• Requirement:
What lines of the material below hold the string "errors"? Copy them out.

• Records for processing:
//! Error types for the combinator core.
//!
//! Every fallible combinator returns [`EnumerableError`]. The variants fall
//! into three groups:
//!
//! - caller argument errors: a call site supplied the wrong combination of
//!   block and matcher arguments ([`EnumerableError::ArgumentCount`],
//!   [`EnumerableError::BlockWithArgument`]);
//! - empty reduction: a seedless `inject` over an empty source
//!   ([`EnumerableError::EmptyReduction`]);
//! - evaluation errors: a matcher or operator could not be applied to an
//!   element ([`EnumerableError::NotTextual`],
//!   [`EnumerableError::UndefinedOperator`], [`EnumerableError::Arithmetic`]).
//!
//! Panics raised inside caller-supplied blocks are never caught.

use crate::combinator::Operator;

/// Represents errors that can occur while running a combinator.
///
/// # Examples
///
/// ```rust
/// use enumerables::EnumerableError;
///
/// let error = EnumerableError::ArgumentCount { given: 2 };
/// assert_eq!(
///     error.to_string(),
///     "wrong number of arguments (given 2, expected 0..1)"
/// );
/// assert!(error.is_argument_error());
/// ```
#[derive(Debug, Clone, PartialEq, Eq, thiserror::Error)]
pub enum EnumerableError {
    /// More than one positional matcher argument was supplied.
    #[error("wrong number of arguments (given {given}, expected 0..1)")]
    ArgumentCount {
        /// The number of positional arguments at the call site.
        given: usize,
    },

    /// A block and a positional matcher argument were supplied together.
    #[error("a block cannot be combined with a matcher argument")]
    BlockWithArgument,

    /// `inject` was called on an empty source without an initial value.
    #[error("cannot reduce an empty enumerable without an initial value")]
    EmptyReduction,

    /// A pattern was tested against an element with no textual form.
    #[error("element has no textual representation to match against /{pattern}/")]
    NotTextual {
        /// The source text of the pattern.
        pattern: String,
    },

    /// A symbol operator is not defined for the operands it was given.
    #[error("undefined operator `{operator}` for {operand}")]
    UndefinedOperator {
        /// The operator that was applied.
        operator: Operator,
        /// A description of the operand types.
        operand: &'static str,
    },

    /// A symbol operator overflowed or divided by zero.
    #[error("arithmetic failure while applying `{operator}`")]
    Arithmetic {
        /// The operator that was applied.
        operator: Operator,
    },
}

impl EnumerableError {
    /// Returns `true` for errors caused by the arguments of a call site.
    ///
    /// # Examples
    ///
    /// ```rust
    /// use enumerables::EnumerableError;
    ///
    /// assert!(EnumerableError::BlockWithArgument.is_argument_error());
    /// assert!(!EnumerableError::EmptyReduction.is_argument_error());
    /// ```
    #[must_use]
    pub const fn is_argument_error(&self) -> bool {
        matches!(self, Self::ArgumentCount { .. } | Self::BlockWithArgument)
    }
}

• Result for this task:
//! - caller argument errors: a call site supplied the wrong combination of
//! - evaluation errors: a matcher or operator could not be applied to an
/// Represents errors that can occur while running a combinator.
    /// Returns `true` for errors caused by the arguments of a call site.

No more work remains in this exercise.